Does it bother anyone that any of the following arguments...

...can be just as valid when applied to DMs and the monsters they pit against player-characters in encounters? If recharging abilities are so troublesome, why have them at all? Why don't monsters have just At-Will powers and Encounter/Daily* powers?

I don't think they all apply equally to DMs and monsters: the DM is typically controlling a lot of guys. Having *some* of those guys each round get a clear "use this power whenever its avaialble" option speeds up play without dictating the DM's entire turn. More dice rolls also yields more bell-curve effect - it'll be quite rare for all the monsters to recharge in a turn, so the total damage output will skew toward the average.

PCs already have a couple of very stable recharge mechanics - the short and extended rests. The stability means that these resources can be intelligently managed. Taking away that stability makes the management more of a crapshoot. Since monsters tend not to survive an encounter with the PCs, this resource management aspect is moot from the DMs perspective.
 

Pbartender said:
So, out of curiosity.

Does it bother anyone that any of the following arguments...

...can be just as valid when applied to DMs and the monsters they pit against player-characters in encounters? If recharging abilities are so troublesome, why have them at all? Why don't monsters have just At-Will powers and Encounter/Daily* powers?


*For the purposes of monsters, Encounter and Daily powers are effectively the same thing... the monsters will only ever get to use them once, before they die, run away or TPK.

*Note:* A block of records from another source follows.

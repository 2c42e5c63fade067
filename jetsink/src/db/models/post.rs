// SPDX-License-Identifier: AGPL-3.0-or-later

use serde::Serialize;
use serde_json::{Map, Value};
use sqlx::FromRow;

/// Struct representing the actual SQL row of `posts`.
///
/// The `langs` and `extra` columns hold JSON-encoded text since not all
/// database backends support native array and object columns.
#[derive(FromRow, Debug, Serialize, Clone)]
#[serde(rename_all = "camelCase")]
pub struct PostRow {
    /// Globally unique resource locator, derived from actor, collection and
    /// record key.
    pub uri: String,

    /// Content-addressed hash of the record version.
    pub content_id: Option<String>,

    /// Text content of the post.
    pub text: Option<String>,

    /// Ordered list of language tags, JSON-encoded.
    pub langs: Option<String>,

    /// Lexicon type of the record.
    pub record_type: Option<String>,

    /// Creation timestamp claimed by the source.
    pub source_created_at: Option<String>,

    /// Repository revision of the last applied commit.
    pub revision: Option<String>,

    /// Record key, unique within the actor's collection.
    pub record_key: String,

    /// Record-type namespace the post lives in.
    pub collection: String,

    /// Last operation applied to this row: create, update or delete.
    pub last_operation: String,

    /// Weak reference to the owning actor. May point to a placeholder row
    /// when the owner has not been seen yet.
    pub owner_actor_id: Option<String>,

    /// Weak reference to the content hash of the direct parent.
    pub parent_content_id: Option<String>,

    /// Weak reference to the resource locator of the direct parent. The
    /// parent need not exist in the store.
    pub parent_uri: Option<String>,

    /// Weak reference to the content hash of the thread root.
    pub root_content_id: Option<String>,

    /// Weak reference to the resource locator of the thread root.
    pub root_uri: Option<String>,

    /// Open bag for record fields not promoted to columns, JSON-encoded.
    pub extra: Option<String>,
}

impl PostRow {
    /// Decodes the JSON-encoded language list.
    pub fn langs_list(&self) -> Option<Vec<String>> {
        self.langs
            .as_ref()
            .and_then(|langs| serde_json::from_str(langs).ok())
    }

    /// Decodes the JSON-encoded extra bag.
    pub fn extra_fields(&self) -> Option<Map<String, Value>> {
        self.extra
            .as_ref()
            .and_then(|extra| serde_json::from_str(extra).ok())
    }
}
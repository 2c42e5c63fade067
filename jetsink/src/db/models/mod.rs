// SPDX-License-Identifier: AGPL-3.0-or-later

//! Structs representing SQL rows of the three tables.
mod post;
mod raw_message;
mod user;

pub use post::PostRow;
pub use raw_message::RawMessageRow;
pub use user::UserRow;
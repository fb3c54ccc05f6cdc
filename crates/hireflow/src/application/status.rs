//! Application and payment status enums.

use std::fmt;
use std::str::FromStr;

use serde::{Deserialize, Serialize};
use thiserror::Error;

/// Status of a job application.
///
/// Variants are declared in pipeline display order, so the derived `Ord`
/// sorts statuses the way lanes are rendered.
#[derive(Debug, Clone, Copy, PartialEq, Eq, Hash, PartialOrd, Ord, Serialize, Deserialize)]
#[serde(rename_all = "snake_case")]
pub enum ApplicationStatus {
    Applied,
    UnderReview,
    TestAssigned,
    TestCompleted,
    Approved,
    Rejected,
}

impl ApplicationStatus {
    /// All statuses in display order.
    pub const ALL: [ApplicationStatus; 6] = [
        ApplicationStatus::Applied,
        ApplicationStatus::UnderReview,
        ApplicationStatus::TestAssigned,
        ApplicationStatus::TestCompleted,
        ApplicationStatus::Approved,
        ApplicationStatus::Rejected,
    ];

    pub fn as_str(&self) -> &'static str {
        match self {
            ApplicationStatus::Applied => "applied",
            ApplicationStatus::UnderReview => "under_review",
            ApplicationStatus::TestAssigned => "test_assigned",
            ApplicationStatus::TestCompleted => "test_completed",
            ApplicationStatus::Approved => "approved",
            ApplicationStatus::Rejected => "rejected",
        }
    }

    /// Returns true for `approved` and `rejected`.
    pub fn is_terminal(&self) -> bool {
        matches!(self, ApplicationStatus::Approved | ApplicationStatus::Rejected)
    }

    /// Statuses reachable from this one in a single transition.
    pub fn allowed_targets(&self) -> &'static [ApplicationStatus] {
        use ApplicationStatus::*;
        match self {
            Applied => &[UnderReview, Approved, Rejected],
            UnderReview => &[TestAssigned, Approved, Rejected],
            TestAssigned => &[TestCompleted, Approved, Rejected],
            TestCompleted => &[Approved, Rejected],
            Approved | Rejected => &[],
        }
    }

    pub fn can_transition_to(&self, target: ApplicationStatus) -> bool {
        self.allowed_targets().contains(&target)
    }

    /// Human-readable label: upper-cased with underscores replaced by spaces.
    pub fn label(&self) -> String {
        self.as_str().replace('_', " ").to_uppercase()
    }
}

impl fmt::Display for ApplicationStatus {
    fn fmt(&self, f: &mut fmt::Formatter<'_>) -> fmt::Result {
        f.write_str(self.as_str())
    }
}

/// A status string that is not part of a closed status set.
#[derive(Error, Debug, Clone, PartialEq, Eq)]
#[error("Unknown {kind} status '{value}'")]
pub struct ParseStatusError {
    pub kind: &'static str,
    pub value: String,
}

impl FromStr for ApplicationStatus {
    type Err = ParseStatusError;

    fn from_str(s: &str) -> Result<Self, Self::Err> {
        ApplicationStatus::ALL
            .iter()
            .copied()
            .find(|status| status.as_str() == s)
            .ok_or_else(|| ParseStatusError {
                kind: "application",
                value: s.to_string(),
            })
    }
}

/// Payment state of a payment-gated application.
#[derive(Debug, Clone, Copy, PartialEq, Eq, Hash, Serialize, Deserialize)]
#[serde(rename_all = "snake_case")]
pub enum PaymentStatus {
    Pending,
    Completed,
    Failed,
    Refunded,
}

impl PaymentStatus {
    pub fn as_str(&self) -> &'static str {
        match self {
            PaymentStatus::Pending => "pending",
            PaymentStatus::Completed => "completed",
            PaymentStatus::Failed => "failed",
            PaymentStatus::Refunded => "refunded",
        }
    }

    pub fn label(&self) -> String {
        self.as_str().to_uppercase()
    }
}

impl fmt::Display for PaymentStatus {
    fn fmt(&self, f: &mut fmt::Formatter<'_>) -> fmt::Result {
        f.write_str(self.as_str())
    }
}

impl FromStr for PaymentStatus {
    type Err = ParseStatusError;

    fn from_str(s: &str) -> Result<Self, Self::Err> {
        match s {
            "pending" => Ok(PaymentStatus::Pending),
            "completed" => Ok(PaymentStatus::Completed),
            "failed" => Ok(PaymentStatus::Failed),
            "refunded" => Ok(PaymentStatus::Refunded),
            other => Err(ParseStatusError {
                kind: "payment",
                value: other.to_string(),
            }),
        }
    }
}

#[cfg(test)]
mod tests {
    use super::*;

    #[test]
    fn test_terminal_statuses_have_no_targets() {
        for status in ApplicationStatus::ALL {
            assert_eq!(status.is_terminal(), status.allowed_targets().is_empty());
        }
    }

    #[test]
    fn test_no_self_transitions() {
        for status in ApplicationStatus::ALL {
            assert!(!status.can_transition_to(status));
        }
    }

    #[test]
    fn test_every_open_status_can_reach_both_terminals() {
        for status in ApplicationStatus::ALL.iter().filter(|s| !s.is_terminal()) {
            assert!(status.can_transition_to(ApplicationStatus::Approved));
            assert!(status.can_transition_to(ApplicationStatus::Rejected));
        }
    }

    #[test]
    fn test_parse_round_trips_every_status() {
        for status in ApplicationStatus::ALL {
            assert_eq!(status.as_str().parse::<ApplicationStatus>().unwrap(), status);
        }
    }

    #[test]
    fn test_parse_rejects_unknown_status() {
        let err = "hired".parse::<ApplicationStatus>().unwrap_err();
        assert_eq!(err.value, "hired");
        assert_eq!(err.to_string(), "Unknown application status 'hired'");
    }

    #[test]
    fn test_label() {
        assert_eq!(ApplicationStatus::UnderReview.label(), "UNDER REVIEW");
        assert_eq!(ApplicationStatus::Applied.label(), "APPLIED");
        assert_eq!(ApplicationStatus::TestCompleted.label(), "TEST COMPLETED");
    }

    #[test]
    fn test_ord_follows_display_order() {
        let mut shuffled = vec![
            ApplicationStatus::Rejected,
            ApplicationStatus::Applied,
            ApplicationStatus::TestCompleted,
            ApplicationStatus::UnderReview,
            ApplicationStatus::Approved,
            ApplicationStatus::TestAssigned,
        ];
        shuffled.sort();
        assert_eq!(shuffled, ApplicationStatus::ALL.to_vec());
    }

    #[test]
    fn test_serde_uses_snake_case() {
        let json = serde_json::to_string(&ApplicationStatus::TestAssigned).unwrap();
        assert_eq!(json, "\"test_assigned\"");
        let parsed: ApplicationStatus = serde_json::from_str("\"under_review\"").unwrap();
        assert_eq!(parsed, ApplicationStatus::UnderReview);
        assert!(serde_json::from_str::<ApplicationStatus>("\"interview\"").is_err());
    }

    #[test]
    fn test_payment_status_parse() {
        assert_eq!("completed".parse::<PaymentStatus>().unwrap(), PaymentStatus::Completed);
        assert!("paid".parse::<PaymentStatus>().is_err());
    }
}
pub mod loader;
pub mod schema;

pub use loader::{load_config, load_config_from_str};
pub use schema::{EngineConfig, LogFormat, LoggingConfig};
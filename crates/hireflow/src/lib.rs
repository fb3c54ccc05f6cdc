pub mod application;
pub mod bulk;
pub mod cache;
pub mod collab;
pub mod config;
pub mod db;
pub mod display;
pub mod error;
pub mod export;
pub mod logging;
pub mod pipeline;
pub mod service;
pub mod stats;

pub use application::{
    transition, transition_at, Actor, ApplicationFilter, ApplicationPatch, ApplicationRecord,
    ApplicationStatus, PaymentStatus, PaymentTerms, Role,
};
pub use bulk::{BulkCoordinator, BulkFailure, BulkOperation, BulkResult, BulkSettings, EmailIntent};
pub use cache::QueryCache;
pub use collab::{
    Authorization, CollaboratorError, NotificationLog, Notifier, PaymentGate, PaymentLedger,
    RecordStore, RoleAuthorization,
};
pub use config::{load_config, EngineConfig};
pub use db::{Database, SqliteRecordStore};
pub use error::{ConfigError, ErrorKind, HireflowError, LifecycleError, Result};
pub use logging::init_logging;
pub use pipeline::{project, Lane, PipelineView};
pub use service::{ApplicationService, Collaborators};
pub use stats::{aggregate, StatsSnapshot};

The problem is amplified is both sides are rolling. If the DM has recharge powers and rolls well, there's a bit of an upswing in the encounter difficulty. If the DM has recharge powers and is rolling well, and the players have recharge powers* and are rolling poorly, there's a drastic change in the encounter difficulty.

I've just thought of cursed magic items with recharge abilities that penalize the user...

PS
 

A dragon breathing early and often is iconic. A malebranche forking people early and often is in the same vein. A monster who makes aggressive use of its keynote abilities, leavened with some uncertainty as to how often they can do it, is pretty much what a monster should be. PCs constantly using the same trick are notably less interesting to play because their tricks don't change with almost every encounter.
 

Does it bother anyone that any of the following arguments can be just as valid when applied to DMs and the monsters they pit against player-characters in encounters? If recharging abilities are so troublesome, why have them at all? Why don't monsters have just At-Will powers and Encounter/Daily* powers?

Part of it might be because monsters don't have "daily" powers (they're not going to be around tomorrow, in most cases) but PC's do. Not only that, but they've got five of 'em. So being able to use the trident again is part of how they continue to challenge PC's who use their massive powers on the combat. PC's will also have things like healing potions and magic items, while most monsters won't. So a recharge is one way for a monster to gain a bit of a threat, without decimating the PC's resources. It might tap into their daily powers, or into their magic items and potions, but it probably won't wipe them out. Meanwhile, a PC getting another use of their per-encounter powers might swing things against the monsters so drastically that the challenge is removed from the encounter.

Myself, I'd like to see recharge mechanics instead of Per-Encounter mechanics for some (most?) per-encounter abilities. But that's one reason why they might avoid doing it as a default.